Diyabet ve Göğüs Ağrısı Acil Durumları
Diyabet ve Göğüs Ağrısı Acil Durumları | Diyabet (şeker hastalığı), başta karbonhidratlar olmak üzere protein ve yağ metabolizması bozuklukları ile karakterize bir grup metabolik hastalıktan oluşmaktadır. Bu hastalık insülin salınımında, etkisinde veya her ikisinde bozulmalar sonucunda gelişir. Yenilen besinlerin çoğu, glikoza (şekere) dönüşerek kana geçer.
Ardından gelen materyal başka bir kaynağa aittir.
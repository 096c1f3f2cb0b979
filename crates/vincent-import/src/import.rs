//! Package import orchestration.
//!
//! [`TarballImporter::import_package`] is the single entry point for
//! "fetch a package's distributable content and read its generated
//! metadata". Each invocation works inside its own uniquely-named
//! temporary directory, so concurrent imports, even of the identical
//! package and version, never touch each other's files. The directory
//! is removed on every exit path; removal failures are logged and
//! suppressed, never replacing the primary outcome.
//!
//! The tarball itself arrives through the [`TarballSource`] seam: the
//! default [`HttpTarballSource`] resolves the registry's tarball URL and
//! downloads it, and tests substitute a local fake without any network.

use std::path::{Path, PathBuf};
use std::sync::Arc;

use async_trait::async_trait;
use serde_json::Value;
use tracing::{debug, info, warn};

use vincent_core::contract::{
    IPFS_CID_FIELD, JSON_SCHEMA_FIELD, UI_SCHEMA_FIELD, UI_SCHEMA_PATH,
};
use vincent_core::{PackageIdentity, PackageKind};

use crate::error::{ImportError, ImportResult};
use crate::extract::extract_tarball;
use crate::integrity::verify_integrity;
use crate::npm::RegistryClient;

/// Prefix of per-import temporary directories.
const WORKDIR_PREFIX: &str = "vincent-import-";

/// File name the fetched tarball is stored under inside the work
/// directory.
const TARBALL_FILE_NAME: &str = "package.tgz";

/// Subdirectory of the work directory the tarball is extracted into.
const EXTRACT_DIR_NAME: &str = "extracted";

/// Result of a successful import.
///
/// `ui_schema`/`json_schema` are populated only for policy packages.
#[derive(Debug, Clone)]
pub struct PackageMetadata {
    /// Content identifier from the generated metadata file. Always
    /// present and non-empty; an import without it fails outright.
    pub ipfs_cid: String,
    /// Policy input UI schema.
    pub ui_schema: Option<Value>,
    /// Policy input JSON schema.
    pub json_schema: Option<Value>,
}

/// Produces the published tarball of a package version in a caller-owned
/// directory.
///
/// The concrete mechanism (registry HTTP download, package-manager CLI,
/// or a test fake) is the implementation's business; the importer only
/// sees the resulting file path.
#[async_trait]
pub trait TarballSource: Send + Sync {
    /// Fetch the tarball for `identity` into `dest`, returning the path
    /// of the written `.tgz` file.
    ///
    /// # Errors
    ///
    /// Any [`ImportError`]; the importer folds it into its
    /// download/extraction failure surface.
    async fn fetch_tarball(&self, identity: &PackageIdentity, dest: &Path)
        -> ImportResult<PathBuf>;
}

/// [`TarballSource`] backed by the npm registry over HTTP.
///
/// Resolves the packument, validates the advertised tarball URL against
/// the registry origin, streams the download under a size ceiling, and
/// verifies SRI integrity when the registry provides it.
pub struct HttpTarballSource {
    client: RegistryClient,
}

impl HttpTarballSource {
    /// Create a source against the public npm registry.
    ///
    /// # Errors
    ///
    /// Returns [`ImportError::Registry`] if the HTTP client cannot be
    /// built.
    pub fn new() -> ImportResult<Self> {
        Ok(Self {
            client: RegistryClient::new()?,
        })
    }

    /// Create a source over a pre-configured client.
    #[must_use]
    pub fn with_client(client: RegistryClient) -> Self {
        Self { client }
    }
}

#[async_trait]
impl TarballSource for HttpTarballSource {
    async fn fetch_tarball(
        &self,
        identity: &PackageIdentity,
        dest: &Path,
    ) -> ImportResult<PathBuf> {
        let info = self.client.package_info(identity).await?;

        let data = self
            .client
            .download_tarball(&info.dist.tarball, identity.package_name())
            .await?;

        match &info.dist.integrity {
            Some(integrity) => {
                debug!(package = %identity, "verifying SRI integrity");
                verify_integrity(&data, integrity, identity.package_name())?;
            },
            None => {
                debug!(package = %identity, "registry provided no integrity hash");
            },
        }

        let path = dest.join(TARBALL_FILE_NAME);
        tokio::fs::write(&path, &data).await?;
        Ok(path)
    }
}

/// Orchestrates fetch, extraction, and metadata validation for one
/// package version.
pub struct TarballImporter {
    source: Arc<dyn TarballSource>,
}

impl TarballImporter {
    /// Create an importer over the default [`HttpTarballSource`].
    ///
    /// # Errors
    ///
    /// Returns [`ImportError::Registry`] if the HTTP client cannot be
    /// built.
    pub fn new() -> ImportResult<Self> {
        Ok(Self::with_source(Arc::new(HttpTarballSource::new()?)))
    }

    /// Create an importer over a custom tarball source.
    #[must_use]
    pub fn with_source(source: Arc<dyn TarballSource>) -> Self {
        Self { source }
    }

    /// Import one package version and read its generated metadata.
    ///
    /// For [`PackageKind::Policy`] the UI/JSON schema pair is read as
    /// well; ability imports never touch the schema file.
    ///
    /// # Errors
    ///
    /// [`ImportError::DownloadFailed`] when fetching or extracting the
    /// tarball fails, [`ImportError::MetadataNotFound`] /
    /// [`ImportError::MetadataInvalid`] when the extracted tree violates
    /// the generated-metadata contract.
    pub async fn import_package(
        &self,
        identity: &PackageIdentity,
        kind: PackageKind,
    ) -> ImportResult<PackageMetadata> {
        let workdir = tempfile::Builder::new()
            .prefix(WORKDIR_PREFIX)
            .tempdir()
            .map_err(ImportError::Io)?;

        debug!(package = %identity, workdir = %workdir.path().display(), "importing package");
        let result = self.run(identity, kind, workdir.path()).await;

        // Cleanup runs on success and failure alike and must never
        // replace the primary outcome.
        if let Err(e) = workdir.close() {
            warn!(package = %identity, error = %e, "failed to remove import work directory");
        }

        result
    }

    async fn run(
        &self,
        identity: &PackageIdentity,
        kind: PackageKind,
        workdir: &Path,
    ) -> ImportResult<PackageMetadata> {
        let package = identity.to_string();

        let extracted = self
            .fetch_and_extract(identity, workdir)
            .await
            .map_err(|e| ImportError::DownloadFailed {
                package: package.clone(),
                message: e.to_string(),
            })?;

        let metadata = read_generated_metadata(&package, kind, &extracted).await?;

        info!(package = %package, kind = %kind, cid = %metadata.ipfs_cid, "package imported");
        Ok(metadata)
    }

    async fn fetch_and_extract(
        &self,
        identity: &PackageIdentity,
        workdir: &Path,
    ) -> ImportResult<PathBuf> {
        let tarball = self.source.fetch_tarball(identity, workdir).await?;
        let extracted = workdir.join(EXTRACT_DIR_NAME);
        extract_tarball(&tarball, &extracted)?;
        Ok(extracted)
    }
}

/// Read the kind-specific generated metadata (and, for policies, the
/// UI/JSON schema pair) from an extracted package tree.
async fn read_generated_metadata(
    package: &str,
    kind: PackageKind,
    extracted: &Path,
) -> ImportResult<PackageMetadata> {
    let metadata = read_contract_file(package, extracted, kind.metadata_path()).await?;

    let ipfs_cid = metadata
        .get(IPFS_CID_FIELD)
        .and_then(Value::as_str)
        .filter(|cid| !cid.is_empty())
        .ok_or_else(|| ImportError::MetadataInvalid {
            package: package.to_string(),
            message: format!(
                "{} is missing required field '{IPFS_CID_FIELD}'",
                kind.metadata_path()
            ),
        })?
        .to_string();

    let (ui_schema, json_schema) = match kind {
        PackageKind::Ability => (None, None),
        PackageKind::Policy => {
            let schemas = read_contract_file(package, extracted, UI_SCHEMA_PATH).await?;
            let ui = schemas.get(UI_SCHEMA_FIELD).cloned().ok_or_else(|| {
                missing_schema_field(package, UI_SCHEMA_FIELD)
            })?;
            let json = schemas.get(JSON_SCHEMA_FIELD).cloned().ok_or_else(|| {
                missing_schema_field(package, JSON_SCHEMA_FIELD)
            })?;
            (Some(ui), Some(json))
        },
    };

    Ok(PackageMetadata {
        ipfs_cid,
        ui_schema,
        json_schema,
    })
}

/// Read and parse one contract JSON file from the extracted tree.
///
/// An absent file is [`ImportError::MetadataNotFound`]; a present but
/// unreadable or unparseable file is [`ImportError::MetadataInvalid`].
async fn read_contract_file(
    package: &str,
    extracted: &Path,
    relative: &str,
) -> ImportResult<Value> {
    let path = extracted.join(relative);
    if !path.exists() {
        return Err(ImportError::MetadataNotFound {
            package: package.to_string(),
            path: relative.to_string(),
        });
    }

    let raw = tokio::fs::read(&path)
        .await
        .map_err(|e| ImportError::MetadataInvalid {
            package: package.to_string(),
            message: format!("failed to read {relative}: {e}"),
        })?;

    serde_json::from_slice(&raw).map_err(|e| ImportError::MetadataInvalid {
        package: package.to_string(),
        message: format!("failed to parse {relative}: {e}"),
    })
}

fn missing_schema_field(package: &str, field: &str) -> ImportError {
    ImportError::MetadataInvalid {
        package: package.to_string(),
        message: format!("{UI_SCHEMA_PATH} is missing required field '{field}'"),
    }
}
Glikoz, vücutta kas ve diğer dokular için enerji kaynağı olarak kullanılır. Diyabet hastalarındaki temel metabolik bozukluk, kan yoluyla taşınan glikozun hücrelerin içine girememesidir. Normal koşullarda besinlerden elde edilen veya karaciğerdeki depolardan kana salınan glikoz, pankreas tarafından salgılanan insülin hormonunun yardımıyla hücre içine girer ve yakılarak enerjiye dönüşür. İnsülin yetersizliğine bağlı olarak besinlerdeki şekerin enerjiye dönüşememesi ve kanda yükselmesi sonucu diyabet oluşur. Diyabet hastaları, kandaki şeker dengesini koruyabilmek için tükettikleri gıdanın kalorisini kontrollü bir şekilde almaya çalışır ve ilaç kullanırlar. Ancak bazen alınan besinlerin kalorisinin fazla olması, ilacın yetersiz alınması veya uzun süren açlık gibi durumlarda hiperglisemi (kan şekeri yükselmesi) ya da hipoglisemi (kan şekeri düşmesi) görülebilir. Her iki durumda da hastanın yaşamı tehlikeye girebilir ve ilk yardım gerekir.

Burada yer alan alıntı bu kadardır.